**WORK ORDER:** All lines from the one containing "a compile-time assertion" to the end of the entries below must be output exactly, and no other lines.

[Collected data entries]
↓
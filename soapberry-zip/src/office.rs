//! High-level ZIP archive API optimized for Office document formats.
//!
//! This module provides a simplified interface for reading and writing ZIP archives,
//! specifically optimized for OOXML, ODF, and iWork file formats that use Deflate
//! compression exclusively.
//!
//! # Reading Archives
//!
//! ```rust,no_run
//! use soapberry_zip::office::ArchiveReader;
//!
//! let data = std::fs::read("document.docx")?;
//! let archive = ArchiveReader::new(&data)?;
//!
//! // Read a specific file
//! let content = archive.read("word/document.xml")?;
//!
//! // Iterate over all files
//! for name in archive.file_names() {
//!     println!("{}", name);
//! }
//! # Ok::<(), Box<dyn std::error::Error>>(())
//! ```
//!
//! # Writing Archives
//!
//! ```rust,no_run
//! use soapberry_zip::office::StreamingArchiveWriter;
//!
//! let mut writer = StreamingArchiveWriter::new();
//! writer.write_stored("mimetype", b"application/vnd.oasis.opendocument.text")?;
//! writer.write_deflated("content.xml", b"<office:document-content>...</office:document-content>")?;
//! let bytes = writer.finish()?;
//! # Ok::<(), Box<dyn std::error::Error>>(())
//! ```

use crate::{
    CompressionMethod, Error, ErrorKind, ZipArchive, ZipArchiveWriter, ZipSliceArchive,
    ZipVerification,
};
use flate2::Compression;
use flate2::read::DeflateDecoder;
use flate2::write::DeflateEncoder;
use std::collections::HashMap;
use std::io::{Read, Write};

/// High-performance ZIP archive reader for Office document formats.
///
/// Provides a simple API for reading ZIP archives with automatic decompression.
/// Optimized for OOXML (.docx, .xlsx, .pptx), ODF (.odt, .ods, .odp), and
/// iWork (.pages, .numbers, .key) formats.
///
/// # Performance
///
/// - Zero-copy parsing of archive structure
/// - Lazy decompression - only decompress files when accessed
/// - Pre-indexed file lookup for O(1) access by name
pub struct ArchiveReader<'data> {
    archive: ZipSliceArchive<&'data [u8]>,
    /// Pre-built index for fast file lookup by name
    index: HashMap<String, EntryInfo>,
}

/// Information about an archive entry for fast lookup
#[derive(Debug, Clone)]
struct EntryInfo {
    wayfinder: crate::ZipArchiveEntryWayfinder,
    compression_method: CompressionMethod,
    uncompressed_size: u64,
}

impl<'data> ArchiveReader<'data> {
    /// Create a new archive reader from a byte slice.
    ///
    /// This parses the ZIP central directory and builds an index for fast
    /// file lookup. The actual file contents are not decompressed until
    /// accessed via `read()`.
    pub fn new(data: &'data [u8]) -> Result<Self, Error> {
        let archive = ZipArchive::from_slice(data)?;

        // Build index for fast lookup
        let mut index = HashMap::new();
        for entry_result in archive.entries() {
            let entry = entry_result?;
            let path = entry.file_path();

            // Normalize path - convert to string, skip directories
            if entry.is_dir() {
                continue;
            }

            let name = match path.try_normalize() {
                Ok(normalized) => normalized.as_ref().to_string(),
                Err(_) => {
                    // Fallback to raw path as lossy UTF-8
                    String::from_utf8_lossy(path.as_ref()).to_string()
                },
            };

            index.insert(
                name,
                EntryInfo {
                    wayfinder: entry.wayfinder(),
                    compression_method: entry.compression_method(),
                    uncompressed_size: entry.uncompressed_size_hint(),
                },
            );
        }

        Ok(Self { archive, index })
    }

    /// Get the number of files in the archive (excluding directories).
    #[inline]
    pub fn len(&self) -> usize {
        self.index.len()
    }

    /// Check if the archive is empty.
    #[inline]
    pub fn is_empty(&self) -> bool {
        self.index.is_empty()
    }

    /// Check if a file exists in the archive.
    #[inline]
    pub fn contains(&self, name: &str) -> bool {
        // Try exact match first
        if self.index.contains_key(name) {
            return true;
        }
        // Try without leading slash
        let normalized = name.strip_prefix('/').unwrap_or(name);
        self.index.contains_key(normalized)
    }

    /// Get an iterator over all file names in the archive.
    pub fn file_names(&self) -> impl Iterator<Item = &str> {
        self.index.keys().map(|s| s.as_str())
    }

    /// Read and decompress a file from the archive.
    ///
    /// Returns the decompressed contents of the file. Supports both stored
    /// (uncompressed) and deflated entries.
    pub fn read(&self, name: &str) -> Result<Vec<u8>, Error> {
        // Normalize name - remove leading slash if present
        let normalized = name.strip_prefix('/').unwrap_or(name);

        let info = self
            .index
            .get(normalized)
            .ok_or_else(|| Error::from(ErrorKind::FileNotFound(normalized.to_string())))?;

        let entry = self.archive.get_entry(info.wayfinder)?;
        let data = entry.data();

        match info.compression_method {
            CompressionMethod::Store => {
                // Stored (uncompressed) - verify and return directly
                let verifier = entry.claim_verifier();
                verifier.valid(ZipVerification {
                    crc: crate::crc32(data),
                    uncompressed_size: data.len() as u64,
                })?;
                Ok(data.to_vec())
            },
            CompressionMethod::Deflate => {
                // Deflate - decompress
                let mut decompressed = Vec::with_capacity(info.uncompressed_size as usize);
                let mut decoder = entry.verifying_reader(DeflateDecoder::new(data));
                decoder.read_to_end(&mut decompressed)?;
                Ok(decompressed)
            },
            other => Err(Error::from(ErrorKind::UnsupportedCompressionMethod(
                other.as_id().as_u16(),
            ))),
        }
    }

    /// Read a file as a UTF-8 string.
    ///
    /// Convenience method that reads and decodes the file as UTF-8.
    pub fn read_string(&self, name: &str) -> Result<String, Error> {
        let bytes = self.read(name)?;
        String::from_utf8(bytes).map_err(|e| {
            Error::from(ErrorKind::Io(std::io::Error::new(
                std::io::ErrorKind::InvalidData,
                e,
            )))
        })
    }

    /// Read and decompress multiple files in parallel.
    ///
    /// This uses rayon for parallel decompression, providing significant speedup
    /// when reading many compressed files (typical for OOXML/ODF documents).
    ///
    /// Returns a vector of (name, result) pairs in the same order as input.
    /// Each result is either the decompressed bytes or an error.
    ///
    /// # Example
    /// ```rust,no_run
    /// use soapberry_zip::office::ArchiveReader;
    ///
    /// let data = std::fs::read("document.docx")?;
    /// let archive = ArchiveReader::new(&data)?;
    ///
    /// let files = vec!["word/document.xml", "word/styles.xml"];
    /// let results = archive.read_many_parallel(&files);
    ///
    /// for (name, result) in results {
    ///     match result {
    ///         Ok(bytes) => println!("{}: {} bytes", name, bytes.len()),
    ///         Err(e) => eprintln!("{}: error: {}", name, e),
    ///     }
    /// }
    /// # Ok::<(), Box<dyn std::error::Error>>(())
    /// ```
    pub fn read_many_parallel<'a, S: AsRef<str> + Sync>(
        &self,
        names: &'a [S],
    ) -> Vec<(&'a S, Result<Vec<u8>, Error>)> {
        use rayon::prelude::*;

        names
            .par_iter()
            .map(|name| (name, self.read(name.as_ref())))
            .collect()
    }

    /// Read all files from the archive in parallel.
    ///
    /// Returns a HashMap mapping file names to their decompressed contents.
    /// Files that fail to decompress are skipped (not included in result).
    ///
    /// This is optimal when you need to access most/all files in the archive.
    pub fn read_all_parallel(&self) -> HashMap<String, Vec<u8>> {
        use rayon::prelude::*;

        // Collect keys to Vec first for proper parallel iteration
        // par_bridge() doesn't parallelize HashMap iteration effectively
        let keys: Vec<&String> = self.index.keys().collect();

        keys.into_par_iter()
            .filter_map(|name| self.read(name).ok().map(|data| (name.clone(), data)))
            .collect()
    }
}

impl std::fmt::Debug for ArchiveReader<'_> {
    fn fmt(&self, f: &mut std::fmt::Formatter<'_>) -> std::fmt::Result {
        f.debug_struct("ArchiveReader")
            .field("file_count", &self.index.len())
            .finish()
    }
}

/// High-performance streaming ZIP archive writer for Office document formats.
///
/// This is the recommended writer for creating complete ZIP archives.
pub struct StreamingArchiveWriter<W: Write> {
    archive: ZipArchiveWriter<W>,
}

impl StreamingArchiveWriter<std::io::Cursor<Vec<u8>>> {
    /// Create a new streaming archive writer that writes to memory.
    pub fn new() -> Self {
        Self {
            archive: ZipArchiveWriter::new(std::io::Cursor::new(Vec::new())),
        }
    }

    /// Finish writing and return the ZIP archive bytes.
    pub fn finish_to_bytes(self) -> Result<Vec<u8>, Error> {
        let cursor = self.archive.finish()?;
        Ok(cursor.into_inner())
    }
}

impl<W: Write> StreamingArchiveWriter<W> {
    /// Create a new streaming archive writer with a custom writer.
    pub fn with_writer(writer: W) -> Self {
        Self {
            archive: ZipArchiveWriter::new(writer),
        }
    }

    /// Write a file without compression (stored).
    pub fn write_stored(&mut self, name: &str, data: &[u8]) -> Result<(), Error> {
        let (mut entry, config) = self
            .archive
            .new_file(name)
            .compression_method(CompressionMethod::Store)
            .start()?;

        let mut writer = config.wrap(&mut entry);
        writer.write_all(data)?;
        let (_, desc) = writer.finish()?;
        entry.finish(desc)?;
        Ok(())
    }

    /// Write a file with Deflate compression.
    pub fn write_deflated(&mut self, name: &str, data: &[u8]) -> Result<(), Error> {
        let (mut entry, config) = self
            .archive
            .new_file(name)
            .compression_method(CompressionMethod::Deflate)
            .start()?;

        let encoder = DeflateEncoder::new(&mut entry, Compression::default());
        let mut writer = config.wrap(encoder);
        writer.write_all(data)?;
        let (encoder, desc) = writer.finish()?;
        encoder.finish()?;
        entry.finish(desc)?;
        Ok(())
    }

    /// Finish writing the archive.
    pub fn finish(self) -> Result<W, Error> {
        self.archive.finish()
    }
}

impl Default for StreamingArchiveWriter<std::io::Cursor<Vec<u8>>> {
    fn default() -> Self {
        Self::new()
    }
}

// Ensure ArchiveReader is Send + Sync for parallel iteration
// This is a compile-time assertion
const _: () = {
    const fn assert_send_sync<T: Send + Sync>() {}
    assert_send_sync::<ArchiveReader<'static>>();
};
↑
**EXPECTED OUTPUT:**
// This is a compile-time assertion
const _: () = {
    const fn assert_send_sync<T: Send + Sync>() {}
    assert_send_sync::<ArchiveReader<'static>>();
};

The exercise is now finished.